═════ Source material

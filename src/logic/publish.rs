use crate::model::{
    ApiError, ApprovalStatus, GenericEntity, PublicId, PublishBlocker, PublishedRecord,
    RequestContext,
};
use crate::store::traits::Store;

use super::permissions::{can_user_edit, can_user_view_concept};

/// Whether the state machine admits `from -> to` for the given actor.
/// `from = None` means the version has never been submitted.
pub fn transition_allowed(
    from: Option<ApprovalStatus>,
    to: ApprovalStatus,
    is_owner: bool,
    is_moderator: bool,
) -> bool {
    use ApprovalStatus::*;
    match (from, to) {
        // First submission, or resubmission after a rejection.
        (None, Requested) | (Some(Rejected), Requested) => is_owner || is_moderator,
        (Some(Requested), Pending) => is_moderator,
        (Some(Requested), Approved) | (Some(Pending), Approved) => is_moderator,
        (Some(Requested), Rejected) | (Some(Pending), Rejected) => is_moderator,
        _ => false,
    }
}

/// Publish-readiness gate. Returns every structured reason the version
/// cannot be published; an empty list means it may proceed.
pub async fn publish_blockers<S: Store + ?Sized>(
    store: &S,
    ctx: &RequestContext,
    version: &GenericEntity,
) -> Result<Vec<PublishBlocker>, ApiError> {
    let mut blockers = Vec::new();

    if version.is_deleted {
        blockers.push(PublishBlocker::entity("Entity is deleted"));
    }
    if version.template_data.as_object().map_or(true, |o| o.is_empty()) {
        blockers.push(PublishBlocker::entity("Entity has no data"));
    }

    for (concept_id, version_id) in version.concept_references() {
        let Some(concept_row) = store.get_concept_version(concept_id, version_id).await? else {
            blockers.push(PublishBlocker::child(
                concept_id,
                version_id,
                format!("Child concept({}) version {} does not exist", concept_id, version_id),
            ));
            continue;
        };
        let concept = &concept_row.row;
        // The live row catches deletions made after this version was pinned.
        let live_deleted = store
            .get_concept(concept_id)
            .await?
            .map_or(true, |live| live.is_deleted);
        if concept.is_deleted || concept_row.history_type.is_delete() || live_deleted {
            blockers.push(PublishBlocker::child(
                concept_id,
                version_id,
                format!("Child concept({}) is deleted", concept_id),
            ));
            continue;
        }
        if !can_user_view_concept(store, &ctx.user, concept, ctx.brand.as_ref()).await? {
            blockers.push(PublishBlocker::child(
                concept_id,
                version_id,
                format!("Child concept({}) is not accessible", concept_id),
            ));
            continue;
        }
        if !child_is_publishable(store, version, concept).await? {
            blockers.push(PublishBlocker::child(
                concept_id,
                version_id,
                format!("Child concept({}) is not published", concept_id),
            ));
        }
    }
    Ok(blockers)
}

/// A referenced child must itself be published, unless the entity under
/// publication owns it (publishing the parent is what publishes an owned
/// child in the first place).
async fn child_is_publishable<S: Store + ?Sized>(
    store: &S,
    version: &GenericEntity,
    concept: &crate::model::Concept,
) -> Result<bool, ApiError> {
    let Some(owner_id) = &concept.phenotype_owner_id else {
        return Ok(false);
    };
    if owner_id == &version.public_id {
        return Ok(true);
    }
    let records = store.publication_records(owner_id).await?;
    Ok(records
        .iter()
        .any(|r| r.approval_status == ApprovalStatus::Approved))
}

/// Owner (or moderator) submits a version for publication. Runs the
/// readiness gate up front so an unpublishable version never enters the
/// queue.
pub async fn submit_for_publication<S: Store + ?Sized>(
    store: &S,
    ctx: &RequestContext,
    public_id: &PublicId,
    history_id: i64,
) -> Result<PublishedRecord, ApiError> {
    if !ctx.user.is_authenticated() {
        return Err(ApiError::Unauthenticated);
    }
    let version = store
        .get_entity_version(public_id, history_id)
        .await?
        .ok_or(ApiError::NotFound)?;

    let is_owner = can_user_edit(&ctx.user, &version.row, ctx.brand.as_ref());
    if !is_owner && !ctx.user.is_moderator {
        return Err(ApiError::Forbidden);
    }

    let current = store
        .latest_publication_record(public_id, history_id)
        .await?
        .map(|r| r.approval_status);
    if !transition_allowed(current, ApprovalStatus::Requested, is_owner, ctx.user.is_moderator) {
        return Err(ApiError::validation(
            "approval_status",
            "version is already in the publication queue",
        ));
    }

    let blockers = publish_blockers(store, ctx, &version.row).await?;
    if !blockers.is_empty() {
        return Err(ApiError::PublicationBlocked(blockers));
    }

    store
        .set_publication(
            public_id,
            history_id,
            ApprovalStatus::Requested,
            None,
            &ctx.user.audit_id(),
        )
        .await
        .map_err(ApiError::from)
}

/// Moderator moves a requested version into review.
pub async fn mark_pending<S: Store + ?Sized>(
    store: &S,
    ctx: &RequestContext,
    public_id: &PublicId,
    history_id: i64,
) -> Result<PublishedRecord, ApiError> {
    moderate(store, ctx, public_id, history_id, ApprovalStatus::Pending).await
}

/// Moderator approves a requested or pending version. Re-runs the
/// readiness gate: child state may have changed since submission.
pub async fn approve<S: Store + ?Sized>(
    store: &S,
    ctx: &RequestContext,
    public_id: &PublicId,
    history_id: i64,
) -> Result<PublishedRecord, ApiError> {
    let version = store
        .get_entity_version(public_id, history_id)
        .await?
        .ok_or(ApiError::NotFound)?;
    let blockers = publish_blockers(store, ctx, &version.row).await?;
    if !blockers.is_empty() {
        return Err(ApiError::PublicationBlocked(blockers));
    }
    moderate(store, ctx, public_id, history_id, ApprovalStatus::Approved).await
}

/// Moderator rejects a requested or pending version.
pub async fn reject<S: Store + ?Sized>(
    store: &S,
    ctx: &RequestContext,
    public_id: &PublicId,
    history_id: i64,
) -> Result<PublishedRecord, ApiError> {
    moderate(store, ctx, public_id, history_id, ApprovalStatus::Rejected).await
}

async fn moderate<S: Store + ?Sized>(
    store: &S,
    ctx: &RequestContext,
    public_id: &PublicId,
    history_id: i64,
    to: ApprovalStatus,
) -> Result<PublishedRecord, ApiError> {
    if !ctx.user.is_authenticated() {
        return Err(ApiError::Unauthenticated);
    }
    if !ctx.user.is_moderator && !ctx.user.is_superuser {
        return Err(ApiError::Forbidden);
    }
    if store.get_entity_version(public_id, history_id).await?.is_none() {
        return Err(ApiError::NotFound);
    }
    let current = store
        .latest_publication_record(public_id, history_id)
        .await?
        .map(|r| r.approval_status);
    if !transition_allowed(current, to, false, true) {
        return Err(ApiError::validation(
            "approval_status",
            format!("cannot move version to {} from its current state", to),
        ));
    }
    store
        .set_publication(
            public_id,
            history_id,
            to,
            Some(&ctx.user.audit_id()),
            &ctx.user.audit_id(),
        )
        .await
        .map_err(ApiError::from)
}

#[cfg(test)]
mod tests {
    use super::*;
    use ApprovalStatus::*;

    #[test]
    fn owners_submit_and_resubmit_only() {
        assert!(transition_allowed(None, Requested, true, false));
        assert!(transition_allowed(Some(Rejected), Requested, true, false));
        assert!(!transition_allowed(Some(Requested), Requested, true, false));
        assert!(!transition_allowed(Some(Approved), Requested, true, false));
        assert!(!transition_allowed(None, Requested, false, false));
    }

    #[test]
    fn moderation_requires_the_moderator_role() {
        assert!(transition_allowed(Some(Requested), Pending, false, true));
        assert!(!transition_allowed(Some(Requested), Pending, true, false));
        assert!(transition_allowed(Some(Pending), Approved, false, true));
        assert!(transition_allowed(Some(Requested), Approved, false, true));
        assert!(transition_allowed(Some(Pending), Rejected, false, true));
    }

    #[test]
    fn terminal_states_do_not_advance() {
        for to in [Pending, Approved, Rejected] {
            assert!(!transition_allowed(Some(Approved), to, false, true));
        }
        assert!(!transition_allowed(Some(Rejected), Approved, false, true));
    }
}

══════════

- Task directions
Each record above needs to be transcribed word for word.

- Expected answer
filename src/logic/publish.rs
use crate::model::{
    ApiError, ApprovalStatus, GenericEntity, PublicId, PublishBlocker, PublishedRecord,
    RequestContext,
};
use crate::store::traits::Store;

use super::permissions::{can_user_edit, can_user_view_concept};

/// Whether the state machine admits `from -> to` for the given actor.
/// `from = None` means the version has never been submitted.
pub fn transition_allowed(
    from: Option<ApprovalStatus>,
    to: ApprovalStatus,
    is_owner: bool,
    is_moderator: bool,
) -> bool {
    use ApprovalStatus::*;
    match (from, to) {
        // First submission, or resubmission after a rejection.
        (None, Requested) | (Some(Rejected), Requested) => is_owner || is_moderator,
        (Some(Requested), Pending) => is_moderator,
        (Some(Requested), Approved) | (Some(Pending), Approved) => is_moderator,
        (Some(Requested), Rejected) | (Some(Pending), Rejected) => is_moderator,
        _ => false,
    }
}

/// Publish-readiness gate. Returns every structured reason the version
/// cannot be published; an empty list means it may proceed.
pub async fn publish_blockers<S: Store + ?Sized>(
    store: &S,
    ctx: &RequestContext,
    version: &GenericEntity,
) -> Result<Vec<PublishBlocker>, ApiError> {
    let mut blockers = Vec::new();

    if version.is_deleted {
        blockers.push(PublishBlocker::entity("Entity is deleted"));
    }
    if version.template_data.as_object().map_or(true, |o| o.is_empty()) {
        blockers.push(PublishBlocker::entity("Entity has no data"));
    }

    for (concept_id, version_id) in version.concept_references() {
        let Some(concept_row) = store.get_concept_version(concept_id, version_id).await? else {
            blockers.push(PublishBlocker::child(
                concept_id,
                version_id,
                format!("Child concept({}) version {} does not exist", concept_id, version_id),
            ));
            continue;
        };
        let concept = &concept_row.row;
        // The live row catches deletions made after this version was pinned.
        let live_deleted = store
            .get_concept(concept_id)
            .await?
            .map_or(true, |live| live.is_deleted);
        if concept.is_deleted || concept_row.history_type.is_delete() || live_deleted {
            blockers.push(PublishBlocker::child(
                concept_id,
                version_id,
                format!("Child concept({}) is deleted", concept_id),
            ));
            continue;
        }
        if !can_user_view_concept(store, &ctx.user, concept, ctx.brand.as_ref()).await? {
            blockers.push(PublishBlocker::child(
                concept_id,
                version_id,
                format!("Child concept({}) is not accessible", concept_id),
            ));
            continue;
        }
        if !child_is_publishable(store, version, concept).await? {
            blockers.push(PublishBlocker::child(
                concept_id,
                version_id,
                format!("Child concept({}) is not published", concept_id),
            ));
        }
    }
    Ok(blockers)
}

/// A referenced child must itself be published, unless the entity under
/// publication owns it (publishing the parent is what publishes an owned
/// child in the first place).
async fn child_is_publishable<S: Store + ?Sized>(
    store: &S,
    version: &GenericEntity,
    concept: &crate::model::Concept,
) -> Result<bool, ApiError> {
    let Some(owner_id) = &concept.phenotype_owner_id else {
        return Ok(false);
    };
    if owner_id == &version.public_id {
        return Ok(true);
    }
    let records = store.publication_records(owner_id).await?;
    Ok(records
        .iter()
        .any(|r| r.approval_status == ApprovalStatus::Approved))
}

/// Owner (or moderator) submits a version for publication. Runs the
/// readiness gate up front so an unpublishable version never enters the
/// queue.
pub async fn submit_for_publication<S: Store + ?Sized>(
    store: &S,
    ctx: &RequestContext,
    public_id: &PublicId,
    history_id: i64,
) -> Result<PublishedRecord, ApiError> {
    if !ctx.user.is_authenticated() {
        return Err(ApiError::Unauthenticated);
    }
    let version = store
        .get_entity_version(public_id, history_id)
        .await?
        .ok_or(ApiError::NotFound)?;

    let is_owner = can_user_edit(&ctx.user, &version.row, ctx.brand.as_ref());
    if !is_owner && !ctx.user.is_moderator {
        return Err(ApiError::Forbidden);
    }

    let current = store
        .latest_publication_record(public_id, history_id)
        .await?
        .map(|r| r.approval_status);
    if !transition_allowed(current, ApprovalStatus::Requested, is_owner, ctx.user.is_moderator) {
        return Err(ApiError::validation(
            "approval_status",
            "version is already in the publication queue",
        ));
    }

    let blockers = publish_blockers(store, ctx, &version.row).await?;
    if !blockers.is_empty() {
        return Err(ApiError::PublicationBlocked(blockers));
    }

    store
        .set_publication(
            public_id,
            history_id,
            ApprovalStatus::Requested,
            None,
            &ctx.user.audit_id(),
        )
        .await
        .map_err(ApiError::from)
}

/// Moderator moves a requested version into review.
pub async fn mark_pending<S: Store + ?Sized>(
    store: &S,
    ctx: &RequestContext,
    public_id: &PublicId,
    history_id: i64,
) -> Result<PublishedRecord, ApiError> {
    moderate(store, ctx, public_id, history_id, ApprovalStatus::Pending).await
}

/// Moderator approves a requested or pending version. Re-runs the
/// readiness gate: child state may have changed since submission.
pub async fn approve<S: Store + ?Sized>(
    store: &S,
    ctx: &RequestContext,
    public_id: &PublicId,
    history_id: i64,
) -> Result<PublishedRecord, ApiError> {
    let version = store
        .get_entity_version(public_id, history_id)
        .await?
        .ok_or(ApiError::NotFound)?;
    let blockers = publish_blockers(store, ctx, &version.row).await?;
    if !blockers.is_empty() {
        return Err(ApiError::PublicationBlocked(blockers));
    }
    moderate(store, ctx, public_id, history_id, ApprovalStatus::Approved).await
}

/// Moderator rejects a requested or pending version.
pub async fn reject<S: Store + ?Sized>(
    store: &S,
    ctx: &RequestContext,
    public_id: &PublicId,
    history_id: i64,
) -> Result<PublishedRecord, ApiError> {
    moderate(store, ctx, public_id, history_id, ApprovalStatus::Rejected).await
}

async fn moderate<S: Store + ?Sized>(
    store: &S,
    ctx: &RequestContext,
    public_id: &PublicId,
    history_id: i64,
    to: ApprovalStatus,
) -> Result<PublishedRecord, ApiError> {
    if !ctx.user.is_authenticated() {
        return Err(ApiError::Unauthenticated);
    }
    if !ctx.user.is_moderator && !ctx.user.is_superuser {
        return Err(ApiError::Forbidden);
    }
    if store.get_entity_version(public_id, history_id).await?.is_none() {
        return Err(ApiError::NotFound);
    }
    let current = store
        .latest_publication_record(public_id, history_id)
        .await?
        .map(|r| r.approval_status);
    if !transition_allowed(current, to, false, true) {
        return Err(ApiError::validation(
            "approval_status",
            format!("cannot move version to {} from its current state", to),
        ));
    }
    store
        .set_publication(
            public_id,
            history_id,
            to,
            Some(&ctx.user.audit_id()),
            &ctx.user.audit_id(),
        )
        .await
        .map_err(ApiError::from)
}

#[cfg(test)]
mod tests {
    use super::*;
    use ApprovalStatus::*;

    #[test]
    fn owners_submit_and_resubmit_only() {
        assert!(transition_allowed(None, Requested, true, false));
        assert!(transition_allowed(Some(Rejected), Requested, true, false));
        assert!(!transition_allowed(Some(Requested), Requested, true, false));
        assert!(!transition_allowed(Some(Approved), Requested, true, false));
        assert!(!transition_allowed(None, Requested, false, false));
    }

    #[test]
    fn moderation_requires_the_moderator_role() {
        assert!(transition_allowed(Some(Requested), Pending, false, true));
        assert!(!transition_allowed(Some(Requested), Pending, true, false));
        assert!(transition_allowed(Some(Pending), Approved, false, true));
        assert!(transition_allowed(Some(Requested), Approved, false, true));
        assert!(transition_allowed(Some(Pending), Rejected, false, true));
    }

    #[test]
    fn terminal_states_do_not_advance() {
        for to in [Pending, Approved, Rejected] {
            assert!(!transition_allowed(Some(Approved), to, false, true));
        }
        assert!(!transition_allowed(Some(Rejected), Approved, false, true));
    }
}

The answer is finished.